Another insight into the intriguing township tales of yesteryear by Stanley Vambe who was born in Zimbabwe and still retains a strong affinity for the country he remembers.
Sylvia, (aka Mama Abi), the self-styled custodian of the ghetto morals, rules her roost with absolute sovereignty. Her children live in total submission and know not to contravene her code of conduct. Her ‘Iron Lady’ demeanour however, inadvertently creates a chasm between her and her husband Njoro, who then resorts to the so called ‘extra-curricular’ liaisons, in order to compensate for the deprivation of his conjugal rights.

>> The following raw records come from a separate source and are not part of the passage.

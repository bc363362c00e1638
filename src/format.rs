//! Currency and chart label formatting
//!
//! Amounts are shown with a fixed `Rs` marker, no fractional digits, and Indian
//! digit grouping: the last three digits, then groups of two
//! (`Rs 11,61,695` rather than `Rs 1,161,695`).

use crate::projection::ProjectionResult;

/// Currency marker prefixed to every amount
pub const CURRENCY_MARKER: &str = "Rs";

const ONE_LAKH: f64 = 100_000.0;

/// Format an amount, rounding to the nearest whole unit
pub fn format_currency(value: f64) -> String {
    if !value.is_finite() {
        return format!("{} {}", CURRENCY_MARKER, value);
    }
    format_amount(value.round() as i64)
}

/// Format an amount already in whole units
pub fn format_amount(value: i64) -> String {
    let grouped = group_indian(&value.unsigned_abs().to_string());
    if value < 0 {
        format!("{} -{}", CURRENCY_MARKER, grouped)
    } else {
        format!("{} {}", CURRENCY_MARKER, grouped)
    }
}

/// Y-axis label in lakhs, e.g. `Rs 6L`
pub fn format_lakhs_axis(value: f64) -> String {
    format!("{} {}L", CURRENCY_MARKER, value / ONE_LAKH)
}

/// X-axis label for a projection year
pub fn format_year_axis(year: u32) -> String {
    format!("Yr {}", year)
}

/// One-line summary shown above a projection
pub fn projection_headline(result: &ProjectionResult) -> String {
    format!(
        "After {} years, your investment could be worth {}.",
        result.horizon_years(),
        format_amount(result.total_value)
    )
}

fn group_indian(digits: &str) -> String {
    if digits.len() <= 3 {
        return digits.to_string();
    }

    let (head, tail) = digits.split_at(digits.len() - 3);
    let mut groups = Vec::new();
    let mut rest = head;
    while rest.len() > 2 {
        let (front, pair) = rest.split_at(rest.len() - 2);
        groups.push(pair);
        rest = front;
    }
    groups.push(rest);
    groups.reverse();

    format!("{},{}", groups.join(","), tail)
}
//! Form inputs for the advisor flows and their validation rules

use serde::{Deserialize, Serialize};
use std::fmt;

use super::{AdvisorError, FieldIssue};
use crate::risk::RiskProfile;

/// Minimum age accepted by every advisor form
pub const MIN_AGE: u32 = 18;

/// Minimum length of a financial goals description
pub const MIN_GOALS_CHARS: usize = 10;

/// Collects field issues across one form
#[derive(Default)]
struct Issues(Vec<FieldIssue>);

impl Issues {
    fn check(&mut self, ok: bool, field: &'static str, message: &str) {
        if !ok {
            self.0.push(FieldIssue { field, message: message.to_string() });
        }
    }

    fn finish(self) -> Result<(), AdvisorError> {
        if self.0.is_empty() {
            Ok(())
        } else {
            Err(AdvisorError::Validation(self.0))
        }
    }
}

fn long_enough(text: &str) -> bool {
    text.chars().count() >= MIN_GOALS_CHARS
}

/// Input to the personalised plan generator
#[derive(Debug, Clone, PartialEq, Serialize, Deserialize)]
#[serde(rename_all = "camelCase")]
pub struct PlanRequest {
    pub age: u32,
    /// Annual income in rupees
    pub annual_income: f64,
    pub risk_tolerance: RiskProfile,
    pub financial_goals: String,
}

impl PlanRequest {
    pub fn validate(&self) -> Result<(), AdvisorError> {
        let mut issues = Issues::default();
        issues.check(self.age >= MIN_AGE, "age", "Must be 18 or older.");
        issues.check(self.annual_income >= 1.0, "annualIncome", "Please enter your annual income.");
        issues.check(
            long_enough(&self.financial_goals),
            "financialGoals",
            "Please describe your financial goals in a bit more detail.",
        );
        issues.finish()
    }
}

/// How long the investor intends to stay invested
#[derive(Debug, Clone, Copy, PartialEq, Eq, Serialize, Deserialize)]
pub enum TimeHorizon {
    #[serde(rename = "Short-term (1-3 years)")]
    ShortTerm,
    #[serde(rename = "Medium-term (3-7 years)")]
    MediumTerm,
    #[serde(rename = "Long-term (7+ years)")]
    LongTerm,
}

impl TimeHorizon {
    pub fn as_str(&self) -> &'static str {
        match self {
            TimeHorizon::ShortTerm => "Short-term (1-3 years)",
            TimeHorizon::MediumTerm => "Medium-term (3-7 years)",
            TimeHorizon::LongTerm => "Long-term (7+ years)",
        }
    }
}

impl fmt::Display for TimeHorizon {
    fn fmt(&self, f: &mut fmt::Formatter<'_>) -> fmt::Result {
        f.write_str(self.as_str())
    }
}

/// Input to the product finder
#[derive(Debug, Clone, PartialEq, Serialize, Deserialize)]
#[serde(rename_all = "camelCase")]
pub struct ProductRequest {
    pub age: u32,
    /// Monthly income in rupees
    pub monthly_income: f64,
    pub risk_tolerance: RiskProfile,
    pub financial_goals: String,
    pub time_horizon: TimeHorizon,
    #[serde(default, skip_serializing_if = "Option::is_none")]
    pub existing_investments: Option<String>,
}

impl ProductRequest {
    pub fn validate(&self) -> Result<(), AdvisorError> {
        let mut issues = Issues::default();
        issues.check(self.age >= MIN_AGE, "age", "Must be 18 or older.");
        issues.check(self.monthly_income >= 1.0, "monthlyIncome", "Please enter your monthly income.");
        issues.check(
            long_enough(&self.financial_goals),
            "financialGoals",
            "Please describe your financial goals.",
        );
        issues.finish()
    }
}

/// A free-form question for the concept explainer
#[derive(Debug, Clone, PartialEq, Serialize, Deserialize)]
#[serde(rename_all = "camelCase")]
pub struct ExplainRequest {
    pub question: String,
    /// Indian language for the answer, e.g. "Hindi"; English when absent
    #[serde(default, skip_serializing_if = "Option::is_none")]
    pub preferred_language: Option<String>,
}

impl ExplainRequest {
    pub fn validate(&self) -> Result<(), AdvisorError> {
        let mut issues = Issues::default();
        issues.check(!self.question.trim().is_empty(), "question", "Please enter a question.");
        issues.finish()
    }

    /// Requested language, falling back to English
    pub fn language(&self) -> &str {
        self.preferred_language
            .as_deref()
            .map(str::trim)
            .filter(|l| !l.is_empty())
            .unwrap_or("English")
    }
}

Sylvia, while lambasting her husband for his infidelity, plays the hypocrite when she succumbs to the carnal demands of her womanhood. She engages in an illicit affair and harbours a secret which only time reveals, after a rather strange sequence of events. Was it fate or mischief she wondered…?
Football, with its plethora of talented players like George Shaya, Shaw Handriade, Majuta Mpofu, David Muchineripi and Shaky Tauro, becomes the equivalent of religion, with men, young and old, bowing unreservedly at its altar. Kamnolo, Sylvia’s son, whom she loved and hated in equal measures, becomes disillusioned with the multi-layered conflicts within his family, and inevitably ends up experiencing his fair share of township misdemeanours.
As much as it is an account of a dysfunctional family who seemed to thrive on high expressed emotion and conflict, this story is also a testament to the carthatic power of love and forgiveness.